**Exercise goal**
Go through the listing beneath and show each line containing the string "copies".

**Information supplied**
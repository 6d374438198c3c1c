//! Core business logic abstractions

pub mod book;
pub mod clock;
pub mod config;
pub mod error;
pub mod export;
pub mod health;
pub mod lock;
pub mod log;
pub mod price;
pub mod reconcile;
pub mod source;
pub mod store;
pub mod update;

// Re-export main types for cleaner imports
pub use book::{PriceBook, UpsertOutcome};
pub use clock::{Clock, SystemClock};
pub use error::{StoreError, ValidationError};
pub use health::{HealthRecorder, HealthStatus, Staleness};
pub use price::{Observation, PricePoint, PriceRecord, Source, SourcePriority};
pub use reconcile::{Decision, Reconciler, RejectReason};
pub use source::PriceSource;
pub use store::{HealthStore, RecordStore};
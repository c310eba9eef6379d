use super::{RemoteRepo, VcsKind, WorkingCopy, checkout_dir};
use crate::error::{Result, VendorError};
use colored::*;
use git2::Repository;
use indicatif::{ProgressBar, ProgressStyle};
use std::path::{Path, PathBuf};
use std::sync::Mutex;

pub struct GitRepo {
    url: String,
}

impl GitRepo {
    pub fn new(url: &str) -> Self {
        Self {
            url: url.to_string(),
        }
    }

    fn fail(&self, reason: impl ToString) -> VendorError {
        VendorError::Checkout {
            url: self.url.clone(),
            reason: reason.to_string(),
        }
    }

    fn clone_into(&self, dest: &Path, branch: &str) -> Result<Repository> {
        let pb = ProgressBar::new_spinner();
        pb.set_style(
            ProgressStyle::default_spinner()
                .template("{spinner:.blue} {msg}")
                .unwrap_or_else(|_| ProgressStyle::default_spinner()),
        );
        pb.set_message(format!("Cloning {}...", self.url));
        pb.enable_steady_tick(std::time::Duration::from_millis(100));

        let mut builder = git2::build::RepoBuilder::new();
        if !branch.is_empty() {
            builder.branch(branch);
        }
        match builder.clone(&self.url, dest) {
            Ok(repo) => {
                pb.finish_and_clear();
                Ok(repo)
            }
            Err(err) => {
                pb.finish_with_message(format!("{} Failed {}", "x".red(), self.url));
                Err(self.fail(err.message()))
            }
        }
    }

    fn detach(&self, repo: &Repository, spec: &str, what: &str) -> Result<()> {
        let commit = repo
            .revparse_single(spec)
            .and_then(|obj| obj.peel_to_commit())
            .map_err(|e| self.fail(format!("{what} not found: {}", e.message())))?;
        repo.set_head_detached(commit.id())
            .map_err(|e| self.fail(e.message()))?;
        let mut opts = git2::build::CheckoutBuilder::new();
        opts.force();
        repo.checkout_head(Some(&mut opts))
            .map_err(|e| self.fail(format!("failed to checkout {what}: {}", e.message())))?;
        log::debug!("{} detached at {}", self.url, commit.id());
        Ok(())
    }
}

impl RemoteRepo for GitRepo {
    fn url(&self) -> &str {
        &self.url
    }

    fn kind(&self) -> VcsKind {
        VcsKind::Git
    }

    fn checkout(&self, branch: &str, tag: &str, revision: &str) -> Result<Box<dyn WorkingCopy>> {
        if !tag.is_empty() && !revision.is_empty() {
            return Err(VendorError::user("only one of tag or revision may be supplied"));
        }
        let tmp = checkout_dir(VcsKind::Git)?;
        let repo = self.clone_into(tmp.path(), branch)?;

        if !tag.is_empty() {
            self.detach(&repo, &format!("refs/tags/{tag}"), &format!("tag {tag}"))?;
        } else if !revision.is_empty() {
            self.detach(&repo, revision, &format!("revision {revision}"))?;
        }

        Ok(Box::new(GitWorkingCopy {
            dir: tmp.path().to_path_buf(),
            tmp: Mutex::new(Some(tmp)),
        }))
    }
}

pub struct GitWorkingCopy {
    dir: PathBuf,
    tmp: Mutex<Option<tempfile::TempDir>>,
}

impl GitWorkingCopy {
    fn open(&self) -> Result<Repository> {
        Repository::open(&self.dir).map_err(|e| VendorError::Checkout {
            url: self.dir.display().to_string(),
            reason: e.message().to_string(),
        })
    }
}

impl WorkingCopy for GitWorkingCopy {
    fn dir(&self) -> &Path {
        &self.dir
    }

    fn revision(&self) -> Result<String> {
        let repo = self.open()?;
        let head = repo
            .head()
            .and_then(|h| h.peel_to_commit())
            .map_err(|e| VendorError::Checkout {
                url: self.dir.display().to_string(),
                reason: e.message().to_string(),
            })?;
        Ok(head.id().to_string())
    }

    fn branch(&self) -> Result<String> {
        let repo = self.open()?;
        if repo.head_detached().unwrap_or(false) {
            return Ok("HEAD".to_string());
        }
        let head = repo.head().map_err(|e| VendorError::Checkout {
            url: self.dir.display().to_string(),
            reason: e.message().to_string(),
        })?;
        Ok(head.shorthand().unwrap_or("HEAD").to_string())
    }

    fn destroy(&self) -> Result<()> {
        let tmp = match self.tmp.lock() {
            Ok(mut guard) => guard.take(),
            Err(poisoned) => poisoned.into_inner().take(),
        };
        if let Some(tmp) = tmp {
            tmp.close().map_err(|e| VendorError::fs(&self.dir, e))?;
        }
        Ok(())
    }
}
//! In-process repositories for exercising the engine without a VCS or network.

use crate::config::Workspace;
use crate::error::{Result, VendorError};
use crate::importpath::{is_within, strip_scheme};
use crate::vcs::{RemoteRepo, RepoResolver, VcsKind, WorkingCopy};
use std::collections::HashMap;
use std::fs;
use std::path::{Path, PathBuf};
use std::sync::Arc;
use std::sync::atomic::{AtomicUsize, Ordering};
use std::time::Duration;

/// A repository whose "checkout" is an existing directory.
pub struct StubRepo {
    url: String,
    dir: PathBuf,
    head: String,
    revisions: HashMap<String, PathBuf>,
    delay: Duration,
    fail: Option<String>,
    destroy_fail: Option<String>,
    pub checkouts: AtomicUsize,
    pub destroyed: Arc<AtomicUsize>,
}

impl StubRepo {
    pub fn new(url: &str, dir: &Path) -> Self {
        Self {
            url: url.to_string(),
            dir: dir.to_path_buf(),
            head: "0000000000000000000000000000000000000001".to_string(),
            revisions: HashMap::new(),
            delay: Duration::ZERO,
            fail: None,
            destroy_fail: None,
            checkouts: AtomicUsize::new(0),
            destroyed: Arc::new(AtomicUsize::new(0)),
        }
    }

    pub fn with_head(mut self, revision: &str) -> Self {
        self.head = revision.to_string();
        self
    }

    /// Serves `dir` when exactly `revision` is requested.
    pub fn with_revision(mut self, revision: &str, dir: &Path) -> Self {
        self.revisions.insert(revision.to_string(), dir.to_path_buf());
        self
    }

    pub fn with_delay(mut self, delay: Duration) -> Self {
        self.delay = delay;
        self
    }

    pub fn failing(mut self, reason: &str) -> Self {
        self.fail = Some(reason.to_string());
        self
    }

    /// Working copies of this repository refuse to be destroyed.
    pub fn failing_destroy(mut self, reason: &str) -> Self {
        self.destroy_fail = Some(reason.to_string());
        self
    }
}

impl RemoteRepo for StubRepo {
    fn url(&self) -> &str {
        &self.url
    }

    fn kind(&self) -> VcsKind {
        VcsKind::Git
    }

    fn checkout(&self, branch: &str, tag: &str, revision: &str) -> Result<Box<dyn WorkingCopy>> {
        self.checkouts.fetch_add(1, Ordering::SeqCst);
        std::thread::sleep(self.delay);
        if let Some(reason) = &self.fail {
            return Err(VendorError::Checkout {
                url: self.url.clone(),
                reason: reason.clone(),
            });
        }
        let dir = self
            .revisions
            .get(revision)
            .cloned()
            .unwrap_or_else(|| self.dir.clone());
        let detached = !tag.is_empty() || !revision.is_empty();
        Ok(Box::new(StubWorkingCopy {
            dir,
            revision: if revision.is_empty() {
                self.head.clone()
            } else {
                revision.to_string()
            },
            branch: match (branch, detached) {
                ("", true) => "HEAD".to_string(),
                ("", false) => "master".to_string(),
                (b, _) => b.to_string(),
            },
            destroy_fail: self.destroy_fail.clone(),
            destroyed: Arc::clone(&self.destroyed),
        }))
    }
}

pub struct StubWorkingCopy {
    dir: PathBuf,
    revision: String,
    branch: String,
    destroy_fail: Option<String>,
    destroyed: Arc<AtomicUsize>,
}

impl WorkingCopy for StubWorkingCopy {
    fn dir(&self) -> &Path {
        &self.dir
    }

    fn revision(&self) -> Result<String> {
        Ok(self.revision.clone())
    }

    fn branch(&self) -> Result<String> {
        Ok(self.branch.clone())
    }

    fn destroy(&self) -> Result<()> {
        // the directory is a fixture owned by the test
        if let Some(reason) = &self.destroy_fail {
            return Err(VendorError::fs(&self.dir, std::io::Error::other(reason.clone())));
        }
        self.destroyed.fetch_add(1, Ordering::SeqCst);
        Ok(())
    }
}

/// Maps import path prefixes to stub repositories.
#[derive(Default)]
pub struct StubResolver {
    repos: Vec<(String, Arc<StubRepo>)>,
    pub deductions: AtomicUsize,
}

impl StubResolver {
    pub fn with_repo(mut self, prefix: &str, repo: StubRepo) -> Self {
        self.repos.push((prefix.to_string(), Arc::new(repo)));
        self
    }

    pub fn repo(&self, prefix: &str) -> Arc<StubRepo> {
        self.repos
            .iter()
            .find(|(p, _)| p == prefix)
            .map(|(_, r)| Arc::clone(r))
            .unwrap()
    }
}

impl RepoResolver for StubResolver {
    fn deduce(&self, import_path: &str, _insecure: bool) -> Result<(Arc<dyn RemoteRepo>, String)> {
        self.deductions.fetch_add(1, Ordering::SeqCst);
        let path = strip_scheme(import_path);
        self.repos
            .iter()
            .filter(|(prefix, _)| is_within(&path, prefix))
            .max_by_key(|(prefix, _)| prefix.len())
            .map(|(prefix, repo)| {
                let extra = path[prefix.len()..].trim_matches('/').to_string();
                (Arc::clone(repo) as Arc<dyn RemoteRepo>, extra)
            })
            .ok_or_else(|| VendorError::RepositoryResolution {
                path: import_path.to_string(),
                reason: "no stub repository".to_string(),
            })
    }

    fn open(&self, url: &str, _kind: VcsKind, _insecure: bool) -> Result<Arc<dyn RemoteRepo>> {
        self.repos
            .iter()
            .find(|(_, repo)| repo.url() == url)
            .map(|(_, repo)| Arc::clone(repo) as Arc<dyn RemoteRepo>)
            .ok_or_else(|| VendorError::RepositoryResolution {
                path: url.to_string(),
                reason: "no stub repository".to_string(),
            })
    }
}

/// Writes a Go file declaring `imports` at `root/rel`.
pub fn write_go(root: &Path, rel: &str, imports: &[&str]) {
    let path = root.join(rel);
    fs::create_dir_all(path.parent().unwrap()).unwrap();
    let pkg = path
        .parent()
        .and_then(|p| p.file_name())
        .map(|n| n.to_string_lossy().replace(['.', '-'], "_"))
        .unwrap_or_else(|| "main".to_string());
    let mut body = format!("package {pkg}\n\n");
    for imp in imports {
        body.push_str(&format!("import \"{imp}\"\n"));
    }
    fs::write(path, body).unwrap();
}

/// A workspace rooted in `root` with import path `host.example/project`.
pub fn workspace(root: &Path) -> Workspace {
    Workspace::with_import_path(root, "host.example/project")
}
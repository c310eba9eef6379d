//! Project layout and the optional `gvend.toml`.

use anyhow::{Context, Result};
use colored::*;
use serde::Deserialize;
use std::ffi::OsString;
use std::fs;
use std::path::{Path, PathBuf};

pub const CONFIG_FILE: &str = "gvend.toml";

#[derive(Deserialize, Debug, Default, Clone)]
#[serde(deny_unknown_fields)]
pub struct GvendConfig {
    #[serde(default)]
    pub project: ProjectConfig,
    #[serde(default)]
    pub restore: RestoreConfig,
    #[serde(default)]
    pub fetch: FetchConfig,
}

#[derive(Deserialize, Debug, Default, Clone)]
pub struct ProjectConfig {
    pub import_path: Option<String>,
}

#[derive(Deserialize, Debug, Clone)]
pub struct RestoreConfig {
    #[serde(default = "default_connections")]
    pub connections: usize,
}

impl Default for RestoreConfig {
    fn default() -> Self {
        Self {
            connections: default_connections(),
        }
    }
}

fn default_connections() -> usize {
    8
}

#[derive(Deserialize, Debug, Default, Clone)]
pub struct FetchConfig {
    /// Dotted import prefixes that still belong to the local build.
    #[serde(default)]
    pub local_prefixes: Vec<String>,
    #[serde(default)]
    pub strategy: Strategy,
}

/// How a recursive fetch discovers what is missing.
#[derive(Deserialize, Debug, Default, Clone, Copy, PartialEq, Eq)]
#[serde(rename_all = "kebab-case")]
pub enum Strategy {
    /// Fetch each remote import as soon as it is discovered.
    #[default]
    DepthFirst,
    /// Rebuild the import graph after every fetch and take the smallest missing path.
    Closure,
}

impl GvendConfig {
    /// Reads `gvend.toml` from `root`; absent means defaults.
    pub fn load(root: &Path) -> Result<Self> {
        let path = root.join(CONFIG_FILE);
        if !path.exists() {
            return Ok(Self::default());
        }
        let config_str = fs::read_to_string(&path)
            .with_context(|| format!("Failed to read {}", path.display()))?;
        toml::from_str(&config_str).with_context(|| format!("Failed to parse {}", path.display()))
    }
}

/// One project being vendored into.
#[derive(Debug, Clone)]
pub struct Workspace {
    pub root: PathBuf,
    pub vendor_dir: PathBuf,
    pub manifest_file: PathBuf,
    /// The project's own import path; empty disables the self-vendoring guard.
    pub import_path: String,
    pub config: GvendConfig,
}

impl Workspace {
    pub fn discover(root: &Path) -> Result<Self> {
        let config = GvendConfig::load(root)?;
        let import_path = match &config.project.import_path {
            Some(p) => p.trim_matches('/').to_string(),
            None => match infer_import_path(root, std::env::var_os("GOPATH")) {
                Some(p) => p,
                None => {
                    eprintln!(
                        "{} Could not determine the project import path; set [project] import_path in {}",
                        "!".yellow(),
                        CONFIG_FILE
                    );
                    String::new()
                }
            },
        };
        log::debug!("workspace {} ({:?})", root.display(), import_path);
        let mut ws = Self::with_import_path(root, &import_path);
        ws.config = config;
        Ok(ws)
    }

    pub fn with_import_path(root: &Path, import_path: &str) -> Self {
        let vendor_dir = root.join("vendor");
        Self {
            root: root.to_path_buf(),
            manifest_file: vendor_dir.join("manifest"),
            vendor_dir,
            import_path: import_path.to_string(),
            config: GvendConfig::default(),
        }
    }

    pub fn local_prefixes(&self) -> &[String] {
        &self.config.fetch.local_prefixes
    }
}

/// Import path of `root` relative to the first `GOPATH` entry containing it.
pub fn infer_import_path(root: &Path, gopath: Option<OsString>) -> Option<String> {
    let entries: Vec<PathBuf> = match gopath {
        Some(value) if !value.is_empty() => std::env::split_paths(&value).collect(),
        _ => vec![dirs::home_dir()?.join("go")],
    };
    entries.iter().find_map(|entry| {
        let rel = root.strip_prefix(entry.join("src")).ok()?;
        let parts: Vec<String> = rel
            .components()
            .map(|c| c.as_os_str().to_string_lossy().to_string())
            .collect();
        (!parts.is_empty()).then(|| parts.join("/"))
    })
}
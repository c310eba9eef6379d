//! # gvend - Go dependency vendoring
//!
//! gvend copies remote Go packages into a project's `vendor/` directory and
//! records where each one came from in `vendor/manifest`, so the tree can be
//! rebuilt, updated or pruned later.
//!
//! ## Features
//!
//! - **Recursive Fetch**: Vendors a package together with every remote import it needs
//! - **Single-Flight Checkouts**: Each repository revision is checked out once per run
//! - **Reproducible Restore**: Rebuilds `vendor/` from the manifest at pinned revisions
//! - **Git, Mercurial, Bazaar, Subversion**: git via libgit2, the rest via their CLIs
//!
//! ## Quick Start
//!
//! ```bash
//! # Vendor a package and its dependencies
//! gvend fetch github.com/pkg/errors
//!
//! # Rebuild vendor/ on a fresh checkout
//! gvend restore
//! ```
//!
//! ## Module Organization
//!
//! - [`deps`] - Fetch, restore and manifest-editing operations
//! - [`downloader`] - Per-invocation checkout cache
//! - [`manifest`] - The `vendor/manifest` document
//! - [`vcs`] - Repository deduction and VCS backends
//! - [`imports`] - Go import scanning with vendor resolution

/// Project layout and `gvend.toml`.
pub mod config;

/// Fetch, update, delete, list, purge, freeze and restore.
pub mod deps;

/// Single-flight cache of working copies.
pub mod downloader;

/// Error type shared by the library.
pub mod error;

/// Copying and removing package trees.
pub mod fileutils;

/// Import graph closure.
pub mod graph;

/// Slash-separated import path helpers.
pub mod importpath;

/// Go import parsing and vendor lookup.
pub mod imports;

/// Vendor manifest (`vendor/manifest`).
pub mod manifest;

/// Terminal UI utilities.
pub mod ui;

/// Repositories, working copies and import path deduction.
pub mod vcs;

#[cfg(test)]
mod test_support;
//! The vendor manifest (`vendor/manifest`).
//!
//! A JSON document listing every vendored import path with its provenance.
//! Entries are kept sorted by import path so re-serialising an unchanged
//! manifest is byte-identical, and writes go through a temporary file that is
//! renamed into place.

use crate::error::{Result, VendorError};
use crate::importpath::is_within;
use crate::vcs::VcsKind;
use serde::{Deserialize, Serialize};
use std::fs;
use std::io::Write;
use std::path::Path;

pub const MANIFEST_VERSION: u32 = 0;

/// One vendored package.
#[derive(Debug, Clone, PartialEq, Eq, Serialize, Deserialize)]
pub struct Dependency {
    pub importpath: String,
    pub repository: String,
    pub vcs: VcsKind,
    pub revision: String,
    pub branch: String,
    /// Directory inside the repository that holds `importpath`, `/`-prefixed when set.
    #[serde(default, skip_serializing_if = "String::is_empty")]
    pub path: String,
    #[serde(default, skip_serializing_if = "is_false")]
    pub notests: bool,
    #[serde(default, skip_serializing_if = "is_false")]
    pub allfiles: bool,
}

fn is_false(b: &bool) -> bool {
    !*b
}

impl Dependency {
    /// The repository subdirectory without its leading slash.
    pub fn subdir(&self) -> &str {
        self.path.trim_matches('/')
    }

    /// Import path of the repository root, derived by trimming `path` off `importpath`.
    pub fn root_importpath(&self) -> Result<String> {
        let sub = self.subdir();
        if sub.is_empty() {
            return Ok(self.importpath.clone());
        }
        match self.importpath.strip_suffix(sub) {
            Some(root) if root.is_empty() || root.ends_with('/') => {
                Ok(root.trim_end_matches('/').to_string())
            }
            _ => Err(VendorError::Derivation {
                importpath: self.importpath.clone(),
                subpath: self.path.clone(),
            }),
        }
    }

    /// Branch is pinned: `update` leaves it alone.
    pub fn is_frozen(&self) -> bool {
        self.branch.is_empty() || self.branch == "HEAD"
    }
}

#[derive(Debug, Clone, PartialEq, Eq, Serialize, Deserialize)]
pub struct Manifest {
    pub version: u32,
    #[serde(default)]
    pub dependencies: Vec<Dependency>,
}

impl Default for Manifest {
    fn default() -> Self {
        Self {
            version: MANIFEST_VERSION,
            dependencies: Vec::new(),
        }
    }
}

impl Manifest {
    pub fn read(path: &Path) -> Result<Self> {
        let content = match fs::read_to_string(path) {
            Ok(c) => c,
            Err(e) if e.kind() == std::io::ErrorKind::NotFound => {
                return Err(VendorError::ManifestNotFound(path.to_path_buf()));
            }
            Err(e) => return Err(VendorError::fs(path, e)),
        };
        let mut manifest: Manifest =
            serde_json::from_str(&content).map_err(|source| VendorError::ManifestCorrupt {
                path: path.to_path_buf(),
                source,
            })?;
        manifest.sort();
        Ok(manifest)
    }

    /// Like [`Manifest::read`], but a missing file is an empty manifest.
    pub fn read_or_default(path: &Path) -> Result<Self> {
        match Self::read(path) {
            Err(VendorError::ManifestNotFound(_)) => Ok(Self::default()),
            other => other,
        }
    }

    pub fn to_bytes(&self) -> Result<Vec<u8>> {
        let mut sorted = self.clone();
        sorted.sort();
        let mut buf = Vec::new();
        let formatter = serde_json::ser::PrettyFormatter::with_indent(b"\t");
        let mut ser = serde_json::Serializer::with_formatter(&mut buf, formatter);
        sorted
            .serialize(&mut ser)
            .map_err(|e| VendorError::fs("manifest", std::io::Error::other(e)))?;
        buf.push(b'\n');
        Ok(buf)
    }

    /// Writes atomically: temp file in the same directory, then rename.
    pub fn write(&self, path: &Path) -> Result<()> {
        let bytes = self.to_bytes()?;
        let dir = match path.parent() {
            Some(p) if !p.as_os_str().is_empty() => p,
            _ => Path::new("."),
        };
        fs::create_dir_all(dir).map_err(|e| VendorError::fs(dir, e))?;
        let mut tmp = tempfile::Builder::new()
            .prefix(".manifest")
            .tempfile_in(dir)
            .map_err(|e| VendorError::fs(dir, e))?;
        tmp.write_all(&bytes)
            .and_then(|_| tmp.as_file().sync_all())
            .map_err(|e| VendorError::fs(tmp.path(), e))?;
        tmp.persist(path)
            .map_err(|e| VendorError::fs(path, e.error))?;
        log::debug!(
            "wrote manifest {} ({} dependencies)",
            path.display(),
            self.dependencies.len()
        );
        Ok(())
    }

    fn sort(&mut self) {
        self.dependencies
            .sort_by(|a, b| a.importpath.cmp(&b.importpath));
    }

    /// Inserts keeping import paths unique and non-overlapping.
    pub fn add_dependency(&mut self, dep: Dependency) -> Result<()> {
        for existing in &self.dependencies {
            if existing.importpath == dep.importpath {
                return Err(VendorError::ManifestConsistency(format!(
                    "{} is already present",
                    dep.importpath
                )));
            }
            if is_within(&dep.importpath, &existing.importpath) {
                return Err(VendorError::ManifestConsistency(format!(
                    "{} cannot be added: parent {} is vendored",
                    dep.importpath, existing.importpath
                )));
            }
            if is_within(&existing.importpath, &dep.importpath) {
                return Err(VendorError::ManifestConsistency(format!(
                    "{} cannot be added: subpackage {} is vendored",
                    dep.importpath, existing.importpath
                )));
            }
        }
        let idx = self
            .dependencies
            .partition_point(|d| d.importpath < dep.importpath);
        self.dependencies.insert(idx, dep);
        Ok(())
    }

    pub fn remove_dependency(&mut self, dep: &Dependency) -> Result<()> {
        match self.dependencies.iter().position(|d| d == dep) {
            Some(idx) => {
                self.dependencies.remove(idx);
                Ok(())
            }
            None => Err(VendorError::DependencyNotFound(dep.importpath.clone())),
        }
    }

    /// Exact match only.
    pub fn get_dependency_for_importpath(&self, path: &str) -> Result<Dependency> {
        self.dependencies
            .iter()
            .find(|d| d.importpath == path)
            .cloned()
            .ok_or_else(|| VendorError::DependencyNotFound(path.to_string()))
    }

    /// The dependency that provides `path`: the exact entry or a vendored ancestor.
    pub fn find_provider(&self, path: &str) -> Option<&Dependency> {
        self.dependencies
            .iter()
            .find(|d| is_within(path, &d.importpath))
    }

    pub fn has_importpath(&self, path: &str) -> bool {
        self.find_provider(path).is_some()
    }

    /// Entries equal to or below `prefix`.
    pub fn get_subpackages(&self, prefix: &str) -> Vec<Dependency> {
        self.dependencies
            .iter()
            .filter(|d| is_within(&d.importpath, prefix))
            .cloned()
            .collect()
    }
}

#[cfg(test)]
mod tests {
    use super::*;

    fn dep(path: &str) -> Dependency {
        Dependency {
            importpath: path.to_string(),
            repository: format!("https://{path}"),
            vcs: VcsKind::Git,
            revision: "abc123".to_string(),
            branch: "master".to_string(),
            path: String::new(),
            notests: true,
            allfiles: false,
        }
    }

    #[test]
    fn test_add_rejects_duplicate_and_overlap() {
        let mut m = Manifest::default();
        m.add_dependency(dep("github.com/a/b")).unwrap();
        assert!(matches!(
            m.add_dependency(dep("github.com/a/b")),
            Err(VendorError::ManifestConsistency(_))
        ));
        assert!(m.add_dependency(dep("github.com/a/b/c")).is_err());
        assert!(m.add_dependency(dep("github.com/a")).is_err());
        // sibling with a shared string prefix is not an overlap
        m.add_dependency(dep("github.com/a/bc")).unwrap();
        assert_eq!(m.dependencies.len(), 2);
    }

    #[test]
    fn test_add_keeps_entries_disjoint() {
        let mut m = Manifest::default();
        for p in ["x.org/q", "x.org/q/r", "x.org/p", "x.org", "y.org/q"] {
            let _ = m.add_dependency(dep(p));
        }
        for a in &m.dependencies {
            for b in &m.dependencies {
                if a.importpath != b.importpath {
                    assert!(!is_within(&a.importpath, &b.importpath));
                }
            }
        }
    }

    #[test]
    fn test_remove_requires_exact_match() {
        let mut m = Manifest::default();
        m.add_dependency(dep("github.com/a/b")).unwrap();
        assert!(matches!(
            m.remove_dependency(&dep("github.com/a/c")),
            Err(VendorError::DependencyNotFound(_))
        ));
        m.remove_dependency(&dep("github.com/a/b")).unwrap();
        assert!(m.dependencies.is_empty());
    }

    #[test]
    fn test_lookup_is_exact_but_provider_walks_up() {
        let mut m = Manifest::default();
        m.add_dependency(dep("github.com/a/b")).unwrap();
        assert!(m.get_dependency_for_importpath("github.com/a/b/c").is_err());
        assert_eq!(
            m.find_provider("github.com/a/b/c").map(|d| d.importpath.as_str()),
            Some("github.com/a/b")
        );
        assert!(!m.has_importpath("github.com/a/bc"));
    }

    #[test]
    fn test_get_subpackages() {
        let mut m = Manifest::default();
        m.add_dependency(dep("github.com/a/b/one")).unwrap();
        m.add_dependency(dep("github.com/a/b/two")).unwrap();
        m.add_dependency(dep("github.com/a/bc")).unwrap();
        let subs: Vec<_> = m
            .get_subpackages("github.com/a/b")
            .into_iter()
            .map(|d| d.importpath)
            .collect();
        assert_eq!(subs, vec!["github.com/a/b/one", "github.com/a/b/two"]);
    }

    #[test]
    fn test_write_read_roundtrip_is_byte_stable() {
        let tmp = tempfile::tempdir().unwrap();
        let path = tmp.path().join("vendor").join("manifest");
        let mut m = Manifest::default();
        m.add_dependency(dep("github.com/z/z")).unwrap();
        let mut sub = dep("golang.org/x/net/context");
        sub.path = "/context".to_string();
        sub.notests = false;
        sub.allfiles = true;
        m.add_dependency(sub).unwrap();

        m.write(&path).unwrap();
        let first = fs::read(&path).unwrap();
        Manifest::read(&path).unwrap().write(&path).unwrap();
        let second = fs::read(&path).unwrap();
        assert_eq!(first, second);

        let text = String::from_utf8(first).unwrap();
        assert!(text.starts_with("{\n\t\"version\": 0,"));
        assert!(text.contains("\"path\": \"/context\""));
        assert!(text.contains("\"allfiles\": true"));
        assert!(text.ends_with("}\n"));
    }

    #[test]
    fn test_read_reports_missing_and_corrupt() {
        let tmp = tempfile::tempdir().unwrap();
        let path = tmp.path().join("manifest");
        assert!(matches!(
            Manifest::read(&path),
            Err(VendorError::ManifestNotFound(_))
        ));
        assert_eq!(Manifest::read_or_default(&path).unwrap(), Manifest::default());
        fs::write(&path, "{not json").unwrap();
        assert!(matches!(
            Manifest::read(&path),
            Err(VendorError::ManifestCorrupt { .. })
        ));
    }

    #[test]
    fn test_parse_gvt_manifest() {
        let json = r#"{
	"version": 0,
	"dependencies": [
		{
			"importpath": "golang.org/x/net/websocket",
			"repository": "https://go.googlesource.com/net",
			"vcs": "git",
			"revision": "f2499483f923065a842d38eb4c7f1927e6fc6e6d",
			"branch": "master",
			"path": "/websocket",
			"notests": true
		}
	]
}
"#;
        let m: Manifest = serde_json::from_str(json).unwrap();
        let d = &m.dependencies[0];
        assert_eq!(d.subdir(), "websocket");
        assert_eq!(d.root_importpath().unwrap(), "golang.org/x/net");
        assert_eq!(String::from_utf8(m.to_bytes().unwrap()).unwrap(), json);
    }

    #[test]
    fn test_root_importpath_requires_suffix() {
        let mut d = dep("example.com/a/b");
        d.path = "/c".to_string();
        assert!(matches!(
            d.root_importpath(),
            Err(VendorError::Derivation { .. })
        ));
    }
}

**Output below**
    /// Working copies of this repository refuse to be destroyed.
//! gvend copies remote Go packages into a project's `vendor/` directory and
/// Single-flight cache of working copies.
/// Repositories, working copies and import path deduction.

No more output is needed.